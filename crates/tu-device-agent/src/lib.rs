//! Thing-update device agent library.
//!
//! Exposes the config, connection manager and lifecycle so `tu-e2e-tests`
//! can drive the startup sequence against mocks.

pub mod config;
pub mod connector;
pub mod error;
pub mod lifecycle;
pub mod manager;
pub mod mock;

pub use config::AgentConfig;
pub use error::{AgentError, AgentResult};
pub use connector::{BrokerConnector, Connector};
pub use manager::{ConnectionManager, ProtocolVariant};
pub use mock::MockConnector;
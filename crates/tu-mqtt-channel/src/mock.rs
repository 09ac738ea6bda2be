//! Mock MQTT channel for testing without a real broker.
//!
//! Records subscription filters and disconnects for assertion in tests.

use async_trait::async_trait;
use rumqttc::QoS;
use std::sync::{Arc, Mutex};

use crate::channel::{Channel, Connection};
use crate::error::{MqttError, MqttResult};
use crate::status::{ConnectionStatus, StatusHandle};

/// Mock implementation of the `Channel` trait.
///
/// Thread-safe via `Mutex` (fine for test contexts).
pub struct MockChannel {
    subscriptions: Mutex<Vec<(String, QoS)>>,
    disconnects: Mutex<usize>,
    reject: bool,
}

impl MockChannel {
    pub fn new() -> Self {
        Self {
            subscriptions: Mutex::new(Vec::new()),
            disconnects: Mutex::new(0),
            reject: false,
        }
    }

    /// A channel whose broker refuses every subscription.
    pub fn rejecting() -> Self {
        Self {
            reject: true,
            ..Self::new()
        }
    }

    /// Get all subscription filters.
    pub fn subscriptions(&self) -> Vec<(String, QoS)> {
        self.subscriptions.lock().unwrap().clone()
    }

    /// Check whether a subscription was made to the given filter.
    pub fn is_subscribed_to(&self, filter: &str) -> bool {
        self.subscriptions
            .lock()
            .unwrap()
            .iter()
            .any(|(f, _)| f == filter)
    }

    /// Number of disconnects sent by connections over this channel.
    pub fn disconnect_count(&self) -> usize {
        *self.disconnects.lock().unwrap()
    }
}

impl Default for MockChannel {
    fn default() -> Self {
        Self::new()
    }
}

#[async_trait]
impl Channel for MockChannel {
    async fn subscribe(&self, filter: &str, qos: QoS) -> MqttResult<()> {
        if self.reject {
            return Err(MqttError::Subscribe(format!("not authorized for {filter}")));
        }
        self.subscriptions
            .lock()
            .unwrap()
            .push((filter.to_string(), qos));
        Ok(())
    }
}

/// Mock open connection over a shared [`MockChannel`].
///
/// Starts `Connected`; closing sends one disconnect while still connected.
pub struct MockConnection {
    channel: Arc<MockChannel>,
    status: StatusHandle,
}

impl MockConnection {
    pub fn new(channel: Arc<MockChannel>) -> Self {
        Self {
            channel,
            status: StatusHandle::new(ConnectionStatus::Connected),
        }
    }
}

#[async_trait]
impl Channel for MockConnection {
    async fn subscribe(&self, filter: &str, qos: QoS) -> MqttResult<()> {
        self.channel.subscribe(filter, qos).await
    }
}

#[async_trait]
impl Connection for MockConnection {
    fn status(&self) -> ConnectionStatus {
        self.status.get()
    }

    async fn close(self: Box<Self>) -> MqttResult<()> {
        if self.status.close() == ConnectionStatus::Connected {
            *self.channel.disconnects.lock().unwrap() += 1;
        }
        Ok(())
    }
}
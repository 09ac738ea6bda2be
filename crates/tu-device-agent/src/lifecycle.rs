//! Startup and shutdown sequencing.
//!
//! Startup is strictly sequential: resolve credentials, then connect and
//! subscribe. Shutdown closes the connection once the signal fires.

use std::future::Future;

use tu_cognito_auth::{Authorizer, CredentialBroker, IdentityFederation};

use crate::error::AgentResult;
use crate::manager::ConnectionManager;

/// Resolve broker credentials and open the connection.
///
/// On failure the manager may hold a connection that failed to subscribe;
/// callers still run [`ConnectionManager::close`].
pub async fn setup<F, A>(
    broker: &CredentialBroker<F, A>,
    manager: &mut ConnectionManager,
) -> AgentResult<()>
where
    F: IdentityFederation,
    A: Authorizer,
{
    let credentials = broker.credentials().await?;
    tracing::info!(
        expiration = ?credentials.expiration,
        "broker credentials resolved"
    );

    manager.connect(&credentials).await?;
    tracing::info!(status = %manager.status(), "subscribed to thing updates");
    Ok(())
}

/// Wait for `shutdown`, then close the connection.
pub async fn serve<S>(manager: &mut ConnectionManager, shutdown: S) -> AgentResult<()>
where
    S: Future<Output = ()>,
{
    shutdown.await;
    tracing::info!("shutdown signal received");
    manager.close().await
}

#[cfg(test)]
mod tests {
    use super::*;
    use crate::error::AgentError;
    use crate::manager::ProtocolVariant;
    use crate::mock::MockConnector;
    use std::sync::Arc;
    use tu_cognito_auth::{AuthError, BrokerConfig, MockAuthorizer, MockFederation};
    use tu_mqtt_channel::{ConnectionStatus, MockChannel, MqttConfig, MqttError};

    fn broker_config() -> BrokerConfig {
        BrokerConfig {
            region: "us-east-1".into(),
            identity_pool_id: "us-east-1:pool".into(),
            user_pool: "us-east-1_Users".into(),
            function_name: "authorizer".into(),
            payload: serde_json::Map::new(),
        }
    }

    fn manager(endpoint: &str) -> ConnectionManager {
        ConnectionManager::new(
            ProtocolVariant::Classic,
            MqttConfig::new(endpoint, "sensor-042"),
            "us-east-1",
        )
    }

    #[tokio::test]
    async fn auth_failure_leaves_manager_unconnected() {
        let federation = MockFederation::new();
        federation.fail_next_with(AuthError::Connectivity("no route to host".into()));
        let authorizer = MockAuthorizer::with_token("session-token");
        let broker = CredentialBroker::new(&federation, &authorizer, broker_config());
        let mut manager = manager("a1b2c3-ats.iot.us-east-1.amazonaws.com");

        let err = setup(&broker, &mut manager).await.unwrap_err();
        assert!(matches!(err, AgentError::Auth(AuthError::Connectivity(_))));
        assert!(authorizer.invocations().is_empty());
        assert_eq!(manager.status(), ConnectionStatus::Unconnected);
        manager.close().await.unwrap();
    }

    #[tokio::test]
    async fn connect_runs_after_broker_completes() {
        let federation = MockFederation::new();
        let authorizer = MockAuthorizer::with_token("session-token");
        let broker = CredentialBroker::new(&federation, &authorizer, broker_config());
        let mut manager = manager("");

        let err = setup(&broker, &mut manager).await.unwrap_err();
        assert!(matches!(err, AgentError::Mqtt(MqttError::Config(_))));
        assert_eq!(federation.calls().len(), 4);
        assert_eq!(authorizer.invocations().len(), 1);
        assert!(!manager.is_connected());
    }

    #[tokio::test]
    async fn serve_closes_on_shutdown() {
        let mut manager = manager("a1b2c3-ats.iot.us-east-1.amazonaws.com");
        serve(&mut manager, async {}).await.unwrap();
        assert_eq!(manager.status(), ConnectionStatus::Unconnected);
    }

    #[tokio::test]
    async fn serve_closes_open_connection() {
        let federation = MockFederation::new();
        let authorizer = MockAuthorizer::with_token("session-token");
        let broker = CredentialBroker::new(&federation, &authorizer, broker_config());
        let channel = Arc::new(MockChannel::new());
        let mut manager = manager("a1b2c3-ats.iot.us-east-1.amazonaws.com")
            .with_connector(MockConnector::new(channel.clone()));

        setup(&broker, &mut manager).await.unwrap();
        assert_eq!(manager.status(), ConnectionStatus::Connected);

        serve(&mut manager, async {}).await.unwrap();
        assert!(!manager.is_connected());
        assert_eq!(channel.disconnect_count(), 1);
    }
}
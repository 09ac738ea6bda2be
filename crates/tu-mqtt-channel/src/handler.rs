//! Incoming message logging for the MQTT drivers.
//!
//! Messages are only logged, never processed or re-published.

use std::borrow::Cow;

use rumqttc::{Publish, QoS};

use tu_protocol::topics;

/// Log level for the decoded payload text.
#[derive(Debug, Clone, Copy, PartialEq, Eq)]
pub enum PayloadLevel {
    Info,
    Trace,
}

/// A received publish, detached from the rumqttc packet.
#[derive(Debug, Clone, PartialEq, Eq)]
pub struct ReceivedMessage {
    pub topic: String,
    pub qos: QoS,
    pub payload: Vec<u8>,
}

impl ReceivedMessage {
    pub fn from_publish(publish: &Publish) -> Self {
        Self {
            topic: publish.topic.clone(),
            qos: publish.qos,
            payload: publish.payload.to_vec(),
        }
    }

    /// Payload decoded as UTF-8, invalid sequences replaced.
    pub fn payload_text(&self) -> Cow<'_, str> {
        String::from_utf8_lossy(&self.payload)
    }

    /// Thing name when the topic is under `thing-update/`.
    pub fn thing_name(&self) -> Option<String> {
        topics::parse_topic(&self.topic).map(|t| t.thing_name)
    }

    /// Numeric QoS as it appears on the wire.
    pub fn qos_level(&self) -> u8 {
        match self.qos {
            QoS::AtMostOnce => 0,
            QoS::AtLeastOnce => 1,
            QoS::ExactlyOnce => 2,
        }
    }

    /// Write the topic/QoS line at `info` and the payload at `level`.
    pub fn log(&self, level: PayloadLevel) {
        let thing = self.thing_name();
        tracing::info!(
            topic = %self.topic,
            qos = self.qos_level(),
            thing = thing.as_deref().unwrap_or("-"),
            "message received"
        );

        let payload = self.payload_text();
        match level {
            PayloadLevel::Info => tracing::info!(payload = %payload, "===> payload"),
            PayloadLevel::Trace => tracing::trace!(payload = %payload, "===> payload"),
        }
    }
}

/// Log a raw publish straight from the event loop.
pub fn log_publish(publish: &Publish, level: PayloadLevel) {
    ReceivedMessage::from_publish(publish).log(level);
}

#[cfg(test)]
mod tests {
    use super::*;

    fn make_publish(topic: &str, payload: &[u8]) -> Publish {
        Publish::new(topic, QoS::AtMostOnce, payload)
    }

    #[test]
    fn message_from_publish() {
        let publish = make_publish("thing-update/sensor-042", br#"{"temp":21.5}"#);
        let msg = ReceivedMessage::from_publish(&publish);
        assert_eq!(msg.topic, "thing-update/sensor-042");
        assert_eq!(msg.qos, QoS::AtMostOnce);
        assert_eq!(msg.qos_level(), 0);
        assert_eq!(msg.payload_text(), r#"{"temp":21.5}"#);
        assert_eq!(msg.thing_name().as_deref(), Some("sensor-042"));
    }

    #[test]
    fn invalid_utf8_is_replaced() {
        let publish = make_publish("thing-update/x", &[0x68, 0x69, 0xff]);
        let msg = ReceivedMessage::from_publish(&publish);
        assert_eq!(msg.payload_text(), "hi\u{fffd}");
    }

    #[test]
    fn foreign_topic_has_no_thing_name() {
        let publish = make_publish("$aws/things/x/shadow/update", b"{}");
        let msg = ReceivedMessage::from_publish(&publish);
        assert!(msg.thing_name().is_none());
    }

    #[test]
    fn logging_does_not_panic_on_binary_payload() {
        let publish = make_publish("thing-update/x", &[0, 159, 146, 150]);
        log_publish(&publish, PayloadLevel::Info);
        log_publish(&publish, PayloadLevel::Trace);
    }
}
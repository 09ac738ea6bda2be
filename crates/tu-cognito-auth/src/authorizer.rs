//! Lambda authorizer that issues the user-pool session token.
//!
//! The authorizer is invoked synchronously with the configured JSON
//! payload, signed with the anonymous identity's base credentials. Its
//! response body must be a JSON object carrying `credentials.token`.

use async_trait::async_trait;
use aws_config::SdkConfig;
use aws_credential_types::Credentials;
use aws_sdk_lambda::Client as LambdaClient;
use aws_sdk_lambda::primitives::Blob;
use aws_sdk_lambda::types::InvocationType;
use serde::Deserialize;

use crate::error::{AuthError, AuthResult, from_sdk_error};
use tu_protocol::TemporaryCredentials;

/// Abstraction for invoking the authorizer function.
#[async_trait]
pub trait Authorizer: Send + Sync {
    /// Invoke `function_name` with `payload`, returning the raw response body.
    async fn invoke(
        &self,
        credentials: &TemporaryCredentials,
        function_name: &str,
        payload: &[u8],
    ) -> AuthResult<Vec<u8>>;
}

#[async_trait]
impl<T: Authorizer + ?Sized> Authorizer for &T {
    async fn invoke(
        &self,
        credentials: &TemporaryCredentials,
        function_name: &str,
        payload: &[u8],
    ) -> AuthResult<Vec<u8>> {
        (**self).invoke(credentials, function_name, payload).await
    }
}

/// Authorizer backed by AWS Lambda `Invoke`.
pub struct LambdaAuthorizer {
    config: SdkConfig,
}

impl LambdaAuthorizer {
    /// Create an authorizer from a shared SDK config. Credentials are
    /// supplied per invocation.
    pub fn new(config: &SdkConfig) -> Self {
        Self {
            config: config.clone(),
        }
    }

    fn client_for(&self, credentials: &TemporaryCredentials) -> LambdaClient {
        let provider = Credentials::new(
            &credentials.access_key_id,
            &credentials.secret_key,
            Some(credentials.session_token.clone()),
            None,
            "cognito-identity",
        );
        let conf = aws_sdk_lambda::config::Builder::from(&self.config)
            .credentials_provider(provider)
            .build();
        LambdaClient::from_conf(conf)
    }
}

#[async_trait]
impl Authorizer for LambdaAuthorizer {
    async fn invoke(
        &self,
        credentials: &TemporaryCredentials,
        function_name: &str,
        payload: &[u8],
    ) -> AuthResult<Vec<u8>> {
        let response = self
            .client_for(credentials)
            .invoke()
            .function_name(function_name)
            .invocation_type(InvocationType::RequestResponse)
            .payload(Blob::new(payload))
            .send()
            .await
            .map_err(|e| from_sdk_error(e, AuthError::Authorizer))?;

        let body = response
            .payload()
            .map(|blob| blob.as_ref().to_vec())
            .unwrap_or_default();

        if let Some(kind) = response.function_error() {
            return Err(AuthError::Authorizer(format!(
                "{function_name} failed ({kind}): {}",
                String::from_utf8_lossy(&body)
            )));
        }

        Ok(body)
    }
}

// ── Response parsing ──────────────────────────────────────────

/// Expected JSON shape of the authorizer response.
#[derive(Debug, Deserialize)]
struct AuthorizerResponse {
    credentials: Option<AuthorizerCredentials>,
}

#[derive(Debug, Deserialize)]
struct AuthorizerCredentials {
    token: Option<String>,
}

/// Extract `credentials.token` from an authorizer response body.
///
/// No fallback: a body that is not a JSON object, a missing key or a
/// non-string token is an error.
pub fn extract_token(body: &[u8]) -> AuthResult<String> {
    let response: AuthorizerResponse =
        serde_json::from_slice(body).map_err(|e| AuthError::MalformedResponse(e.to_string()))?;

    response
        .credentials
        .and_then(|c| c.token)
        .ok_or(AuthError::MissingToken)
}
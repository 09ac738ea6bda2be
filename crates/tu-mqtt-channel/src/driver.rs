//! Event interpretation shared by the classic and modern drivers.
//!
//! Both transports feed every notification from their rumqttc loop into
//! [`Driver::observe`] and act on the returned [`Step`].

use std::sync::Arc;
use std::time::Duration;

use rumqttc::{ConnectionError, Event, Outgoing, Packet};

use crate::error::MqttError;
use crate::events::ConnectionEvents;
use crate::handler::{PayloadLevel, log_publish};
use crate::status::{ConnectionStatus, StatusHandle};

/// Pause before polling again after a dropped connection.
pub(crate) const RECONNECT_DELAY: Duration = Duration::from_secs(5);

/// What the loop should do after a notification.
#[derive(Debug)]
pub(crate) enum Step {
    Continue,
    /// First CONNACK: the connect wait is over.
    Ready,
    /// Connecting failed before the first CONNACK.
    Failed(MqttError),
    /// Established connection dropped; pause before polling again.
    Backoff,
    /// Connection closed; stop polling.
    Stop,
}

pub(crate) struct Driver {
    status: StatusHandle,
    level: PayloadLevel,
    events: Option<Arc<dyn ConnectionEvents>>,
    established: bool,
    interrupted: bool,
}

impl Driver {
    pub(crate) fn new(
        status: StatusHandle,
        level: PayloadLevel,
        events: Option<Arc<dyn ConnectionEvents>>,
    ) -> Self {
        Self {
            status,
            level,
            events,
            established: false,
            interrupted: false,
        }
    }

    /// Whether polling may continue after a backoff pause.
    pub(crate) fn should_resume(&self) -> bool {
        self.status.get() != ConnectionStatus::Closed
    }

    pub(crate) fn observe(&mut self, notification: Result<Event, ConnectionError>) -> Step {
        match notification {
            Ok(Event::Incoming(Packet::ConnAck(ack))) => {
                self.status.set(ConnectionStatus::Connected);

                if self.interrupted {
                    self.interrupted = false;
                    match &self.events {
                        Some(events) => events.on_connection_resumed(ack.session_present),
                        None => tracing::info!("connection re-established"),
                    }
                }

                if self.established {
                    Step::Continue
                } else {
                    self.established = true;
                    tracing::debug!(session_present = ack.session_present, "CONNACK received");
                    Step::Ready
                }
            }
            Ok(Event::Incoming(Packet::Publish(publish))) => {
                log_publish(&publish, self.level);
                Step::Continue
            }
            Ok(Event::Incoming(Packet::SubAck(suback))) => {
                tracing::debug!(pkid = suback.pkid, codes = ?suback.return_codes, "SUBACK received");
                Step::Continue
            }
            Ok(Event::Outgoing(Outgoing::Disconnect)) => {
                self.status.close();
                Step::Stop
            }
            Ok(_) => Step::Continue,
            Err(e) => {
                if self.status.get() == ConnectionStatus::Closed {
                    return Step::Stop;
                }

                self.status.set(ConnectionStatus::Disconnected);

                if !self.established {
                    return Step::Failed(MqttError::Connection(e.to_string()));
                }

                self.interrupted = true;
                match &self.events {
                    Some(events) => events.on_connection_interrupted(&e),
                    None => tracing::warn!(error = %e, "connection lost, reconnecting in 5s"),
                }
                Step::Backoff
            }
        }
    }
}

#[cfg(test)]
mod tests {
    use super::*;
    use rumqttc::{ConnAck, ConnectReturnCode, Publish, QoS};
    use std::sync::Mutex;

    #[derive(Default)]
    struct RecordingEvents {
        log: Mutex<Vec<String>>,
    }

    impl ConnectionEvents for RecordingEvents {
        fn on_connection_interrupted(&self, _error: &ConnectionError) {
            self.log.lock().unwrap().push("interrupted".into());
        }

        fn on_connection_resumed(&self, session_present: bool) {
            self.log
                .lock()
                .unwrap()
                .push(format!("resumed:{session_present}"));
        }
    }

    fn connack(session_present: bool) -> Result<Event, ConnectionError> {
        Ok(Event::Incoming(Packet::ConnAck(ConnAck::new(
            ConnectReturnCode::Success,
            session_present,
        ))))
    }

    fn io_error() -> Result<Event, ConnectionError> {
        Err(ConnectionError::Io(std::io::Error::new(
            std::io::ErrorKind::ConnectionReset,
            "reset by peer",
        )))
    }

    #[test]
    fn first_connack_is_ready() {
        let status = StatusHandle::new(ConnectionStatus::Connecting);
        let mut driver = Driver::new(status.clone(), PayloadLevel::Info, None);

        assert!(matches!(driver.observe(connack(false)), Step::Ready));
        assert_eq!(status.get(), ConnectionStatus::Connected);
    }

    #[test]
    fn error_before_connack_fails_connect() {
        let status = StatusHandle::new(ConnectionStatus::Connecting);
        let mut driver = Driver::new(status.clone(), PayloadLevel::Info, None);

        let step = driver.observe(io_error());
        assert!(matches!(step, Step::Failed(MqttError::Connection(_))));
        assert_eq!(status.get(), ConnectionStatus::Disconnected);
    }

    #[test]
    fn interrupt_then_resume_fires_callbacks() {
        let events = Arc::new(RecordingEvents::default());
        let status = StatusHandle::new(ConnectionStatus::Connecting);
        let mut driver = Driver::new(status.clone(), PayloadLevel::Trace, Some(events.clone()));

        assert!(matches!(driver.observe(connack(false)), Step::Ready));
        assert!(matches!(driver.observe(io_error()), Step::Backoff));
        assert_eq!(status.get(), ConnectionStatus::Disconnected);
        assert!(matches!(driver.observe(connack(true)), Step::Continue));
        assert_eq!(status.get(), ConnectionStatus::Connected);

        assert_eq!(
            *events.log.lock().unwrap(),
            vec!["interrupted".to_string(), "resumed:true".to_string()]
        );
    }

    #[test]
    fn publishes_continue() {
        let status = StatusHandle::new(ConnectionStatus::Connected);
        let mut driver = Driver::new(status, PayloadLevel::Info, None);
        let publish = Publish::new("thing-update/x", QoS::AtMostOnce, "hello");
        let step = driver.observe(Ok(Event::Incoming(Packet::Publish(publish))));
        assert!(matches!(step, Step::Continue));
    }

    #[test]
    fn outgoing_disconnect_stops() {
        let status = StatusHandle::new(ConnectionStatus::Connected);
        let mut driver = Driver::new(status.clone(), PayloadLevel::Info, None);
        assert!(matches!(
            driver.observe(Ok(Event::Outgoing(Outgoing::Disconnect))),
            Step::Stop
        ));
        assert_eq!(status.get(), ConnectionStatus::Closed);
    }

    #[test]
    fn error_after_close_stops_without_callbacks() {
        let events = Arc::new(RecordingEvents::default());
        let status = StatusHandle::new(ConnectionStatus::Connecting);
        let mut driver = Driver::new(status.clone(), PayloadLevel::Trace, Some(events.clone()));

        driver.observe(connack(false));
        status.close();
        assert!(matches!(driver.observe(io_error()), Step::Stop));
        assert!(events.log.lock().unwrap().is_empty());
    }

    #[test]
    fn close_during_backoff_stops_polling() {
        let status = StatusHandle::new(ConnectionStatus::Connecting);
        let mut driver = Driver::new(status.clone(), PayloadLevel::Info, None);

        driver.observe(connack(false));
        assert!(matches!(driver.observe(io_error()), Step::Backoff));
        assert!(driver.should_resume());

        status.close();
        assert!(!driver.should_resume());
    }
}
use tu_cognito_auth::AuthError;
use tu_mqtt_channel::MqttError;

/// Errors surfaced by the agent's startup and shutdown.
#[derive(Debug, thiserror::Error)]
pub enum AgentError {
    #[error("config error: {0}")]
    Config(String),

    #[error("credential broker failed: {0}")]
    Auth(#[from] AuthError),

    #[error("broker connection failed: {0}")]
    Mqtt(#[from] MqttError),

    #[error("a broker connection is already open")]
    AlreadyConnected,
}

pub type AgentResult<T> = Result<T, AgentError>;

* [Aim of the exercise] Please report the number of lines in the data that include "MqttConfig", with no other words.

* [Result] 2